(Beginning of DATA FOR REVIEW)

use std::cmp::Ordering;
use std::collections::BTreeMap;
use std::hash::{Hash, Hasher};

use chrono::{DateTime, TimeZone, Utc};

use crate::core::error::{Error, ErrorKind, Result};

/// A document field value. Ints and floats are kept apart so that integer
/// sums stay exact, but they compare and hash as one numeric domain.
#[derive(Debug, Clone)]
pub enum Value {
    Null,
    Bool(bool),
    Int(i64),
    Float(f64),
    Str(String),
    Timestamp(DateTime<Utc>),
    Array(Vec<Value>),
    Object(BTreeMap<String, Value>),
}

/// Cross-type rank for the canonical order:
/// null < numbers < strings < arrays < objects < booleans < timestamps.
fn type_rank(v: &Value) -> u8 {
    match v {
        Value::Null => 0,
        Value::Int(_) | Value::Float(_) => 1,
        Value::Str(_) => 2,
        Value::Array(_) => 3,
        Value::Object(_) => 4,
        Value::Bool(_) => 5,
        Value::Timestamp(_) => 6,
    }
}

/// Numeric comparison with NaN equal to NaN and NaN above every number.
fn cmp_numeric(a: &Value, b: &Value) -> Ordering {
    if let (Value::Int(x), Value::Int(y)) = (a, b) {
        return x.cmp(y);
    }
    let x = a.as_f64().unwrap_or(f64::NAN);
    let y = b.as_f64().unwrap_or(f64::NAN);
    match (x.is_nan(), y.is_nan()) {
        (true, true) => Ordering::Equal,
        (true, false) => Ordering::Greater,
        (false, true) => Ordering::Less,
        (false, false) => x.partial_cmp(&y).unwrap_or(Ordering::Equal),
    }
}

impl Value {
    pub fn type_name(&self) -> &'static str {
        match self {
            Value::Null => "null",
            Value::Bool(_) => "bool",
            Value::Int(_) => "int",
            Value::Float(_) => "float",
            Value::Str(_) => "string",
            Value::Timestamp(_) => "timestamp",
            Value::Array(_) => "array",
            Value::Object(_) => "object",
        }
    }

    pub fn is_numeric(&self) -> bool {
        matches!(self, Value::Int(_) | Value::Float(_))
    }

    pub fn as_f64(&self) -> Option<f64> {
        match self {
            Value::Int(i) => Some(*i as f64),
            Value::Float(f) => Some(*f),
            _ => None,
        }
    }

    pub fn as_i64(&self) -> Option<i64> {
        match self {
            Value::Int(i) => Some(*i),
            Value::Float(f) if f.fract() == 0.0 && f.is_finite() => Some(*f as i64),
            _ => None,
        }
    }

    pub fn as_bool(&self) -> Option<bool> {
        match self {
            Value::Bool(b) => Some(*b),
            _ => None,
        }
    }

    pub fn as_str(&self) -> Option<&str> {
        match self {
            Value::Str(s) => Some(s),
            _ => None,
        }
    }

    /// Truthiness used by conditional operators: null/missing, false, 0
    /// and NaN are falsy, everything else is truthy.
    pub fn is_truthy(&self) -> bool {
        match self {
            Value::Null => false,
            Value::Bool(b) => *b,
            Value::Int(i) => *i != 0,
            Value::Float(f) => *f != 0.0 && !f.is_nan(),
            _ => true,
        }
    }

    /// Wrap a float result, folding NaN and infinities to null.
    pub fn from_finite(f: f64) -> Value {
        if f.is_finite() { Value::Float(f) } else { Value::Null }
    }

    /// Build a value from a JSON node. Integers stay integers; an object
    /// of the shape `{"$date": <rfc3339 | millis>}` becomes a timestamp.
    pub fn from_json(json: &serde_json::Value) -> Value {
        match json {
            serde_json::Value::Null => Value::Null,
            serde_json::Value::Bool(b) => Value::Bool(*b),
            serde_json::Value::Number(n) => {
                if let Some(i) = n.as_i64() {
                    Value::Int(i)
                } else if let Some(u) = n.as_u64() {
                    if u <= i64::MAX as u64 { Value::Int(u as i64) } else { Value::Float(u as f64) }
                } else {
                    Value::Float(n.as_f64().unwrap_or(f64::NAN))
                }
            }
            serde_json::Value::String(s) => Value::Str(s.clone()),
            serde_json::Value::Array(items) => {
                Value::Array(items.iter().map(Value::from_json).collect())
            }
            serde_json::Value::Object(map) => {
                if map.len() == 1 {
                    if let Some(inner) = map.get("$date") {
                        if let Some(ts) = parse_date_wrapper(inner) {
                            return Value::Timestamp(ts);
                        }
                    }
                }
                let mut fields = BTreeMap::new();
                for (k, v) in map {
                    fields.insert(k.clone(), Value::from_json(v));
                }
                Value::Object(fields)
            }
        }
    }

    pub fn to_json(&self) -> serde_json::Value {
        match self {
            Value::Null => serde_json::Value::Null,
            Value::Bool(b) => serde_json::Value::Bool(*b),
            Value::Int(i) => serde_json::Value::from(*i),
            Value::Float(f) => {
                serde_json::Number::from_f64(*f)
                    .map(serde_json::Value::Number)
                    .unwrap_or(serde_json::Value::Null)
            }
            Value::Str(s) => serde_json::Value::String(s.clone()),
            Value::Timestamp(ts) => {
                let mut map = serde_json::Map::new();
                map.insert("$date".to_string(), serde_json::Value::String(ts.to_rfc3339()));
                serde_json::Value::Object(map)
            }
            Value::Array(items) => {
                serde_json::Value::Array(items.iter().map(Value::to_json).collect())
            }
            Value::Object(fields) => {
                let mut map = serde_json::Map::new();
                for (k, v) in fields {
                    map.insert(k.clone(), v.to_json());
                }
                serde_json::Value::Object(map)
            }
        }
    }
}

fn parse_date_wrapper(inner: &serde_json::Value) -> Option<DateTime<Utc>> {
    match inner {
        serde_json::Value::String(s) => DateTime::parse_from_rfc3339(s)
            .ok()
            .map(|dt| dt.with_timezone(&Utc)),
        serde_json::Value::Number(n) => {
            let millis = n.as_i64()?;
            Utc.timestamp_millis_opt(millis).single()
        }
        _ => None,
    }
}

impl Ord for Value {
    fn cmp(&self, other: &Self) -> Ordering {
        let (ra, rb) = (type_rank(self), type_rank(other));
        if ra != rb {
            return ra.cmp(&rb);
        }
        match (self, other) {
            (Value::Null, Value::Null) => Ordering::Equal,
            (Value::Bool(a), Value::Bool(b)) => a.cmp(b),
            (Value::Str(a), Value::Str(b)) => a.cmp(b),
            (Value::Timestamp(a), Value::Timestamp(b)) => a.cmp(b),
            (Value::Array(a), Value::Array(b)) => {
                for (x, y) in a.iter().zip(b.iter()) {
                    let ord = x.cmp(y);
                    if ord != Ordering::Equal {
                        return ord;
                    }
                }
                a.len().cmp(&b.len())
            }
            (Value::Object(a), Value::Object(b)) => {
                // Sorted key sequence first, then values in key order.
                let keys = a.keys().cmp(b.keys());
                if keys != Ordering::Equal {
                    return keys;
                }
                for (x, y) in a.values().zip(b.values()) {
                    let ord = x.cmp(y);
                    if ord != Ordering::Equal {
                        return ord;
                    }
                }
                Ordering::Equal
            }
            _ => cmp_numeric(self, other),
        }
    }
}

impl PartialOrd for Value {
    fn partial_cmp(&self, other: &Self) -> Option<Ordering> {
        Some(self.cmp(other))
    }
}

impl PartialEq for Value {
    fn eq(&self, other: &Self) -> bool {
        self.cmp(other) == Ordering::Equal
    }
}

impl Eq for Value {}

impl Hash for Value {
    fn hash<H: Hasher>(&self, state: &mut H) {
        match self {
            Value::Null => state.write_u8(0),
            Value::Bool(b) => {
                state.write_u8(5);
                b.hash(state);
            }
            Value::Int(i) => {
                state.write_u8(1);
                i.hash(state);
            }
            Value::Float(f) => {
                state.write_u8(1);
                // Must agree with numeric equality: 1.0 hashes like 1.
                if f.is_nan() {
                    i64::MAX.hash(state);
                    state.write_u8(255);
                } else if f.fract() == 0.0 && *f >= -(2u64.pow(63) as f64) && *f < 2u64.pow(63) as f64 {
                    (*f as i64).hash(state);
                } else {
                    let bits = if *f == 0.0 { 0u64 } else { f.to_bits() };
                    bits.hash(state);
                }
            }
            Value::Str(s) => {
                state.write_u8(2);
                s.hash(state);
            }
            Value::Timestamp(ts) => {
                state.write_u8(6);
                ts.timestamp_millis().hash(state);
            }
            Value::Array(items) => {
                state.write_u8(3);
                state.write_usize(items.len());
                for item in items {
                    item.hash(state);
                }
            }
            Value::Object(fields) => {
                state.write_u8(4);
                state.write_usize(fields.len());
                for (k, v) in fields {
                    k.hash(state);
                    v.hash(state);
                }
            }
        }
    }
}

/// A document: an unordered map from field names to values. The map is
/// kept sorted so structural comparison is canonical by construction.
#[derive(Debug, Clone, PartialEq, Eq, Default)]
pub struct Document {
    pub fields: BTreeMap<String, Value>,
}

impl Document {
    pub fn new() -> Self {
        Document { fields: BTreeMap::new() }
    }

    pub fn set(&mut self, name: &str, value: Value) {
        self.fields.insert(name.to_string(), value);
    }

    pub fn get(&self, name: &str) -> Option<&Value> {
        self.fields.get(name)
    }

    pub fn into_value(self) -> Value {
        Value::Object(self.fields)
    }

    pub fn as_value(&self) -> Value {
        Value::Object(self.fields.clone())
    }

    pub fn from_value(value: Value) -> Result<Document> {
        match value {
            Value::Object(fields) => Ok(Document { fields }),
            other => Err(Error::new(
                ErrorKind::InvalidInput,
                format!("expected a document, got {}", other.type_name()),
            )),
        }
    }

    pub fn from_json(json: &serde_json::Value) -> Result<Document> {
        match Value::from_json(json) {
            Value::Object(fields) => Ok(Document { fields }),
            other => Err(Error::new(
                ErrorKind::InvalidInput,
                format!("expected a JSON object, got {}", other.type_name()),
            )),
        }
    }

    pub fn to_json(&self) -> serde_json::Value {
        self.as_value().to_json()
    }
}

(End of DATA FOR REVIEW)

**WORK ITEM**
Could you repeat exactly the lines above from the line with "impl Eq for" up to and including the line with "item.hash(state);", and only those?

**ANSWER BOX**
impl Eq for Value {}

impl Hash for Value {
    fn hash<H: Hasher>(&self, state: &mut H) {
        match self {
            Value::Null => state.write_u8(0),
            Value::Bool(b) => {
                state.write_u8(5);
                b.hash(state);
            }
            Value::Int(i) => {
                state.write_u8(1);
                i.hash(state);
            }
            Value::Float(f) => {
                state.write_u8(1);
                // Must agree with numeric equality: 1.0 hashes like 1.
                if f.is_nan() {
                    i64::MAX.hash(state);
                    state.write_u8(255);
                } else if f.fract() == 0.0 && *f >= -(2u64.pow(63) as f64) && *f < 2u64.pow(63) as f64 {
                    (*f as i64).hash(state);
                } else {
                    let bits = if *f == 0.0 { 0u64 } else { f.to_bits() };
                    bits.hash(state);
                }
            }
            Value::Str(s) => {
                state.write_u8(2);
                s.hash(state);
            }
            Value::Timestamp(ts) => {
                state.write_u8(6);
                ts.timestamp_millis().hash(state);
            }
            Value::Array(items) => {
                state.write_u8(3);
                state.write_usize(items.len());
                for item in items {
                    item.hash(state);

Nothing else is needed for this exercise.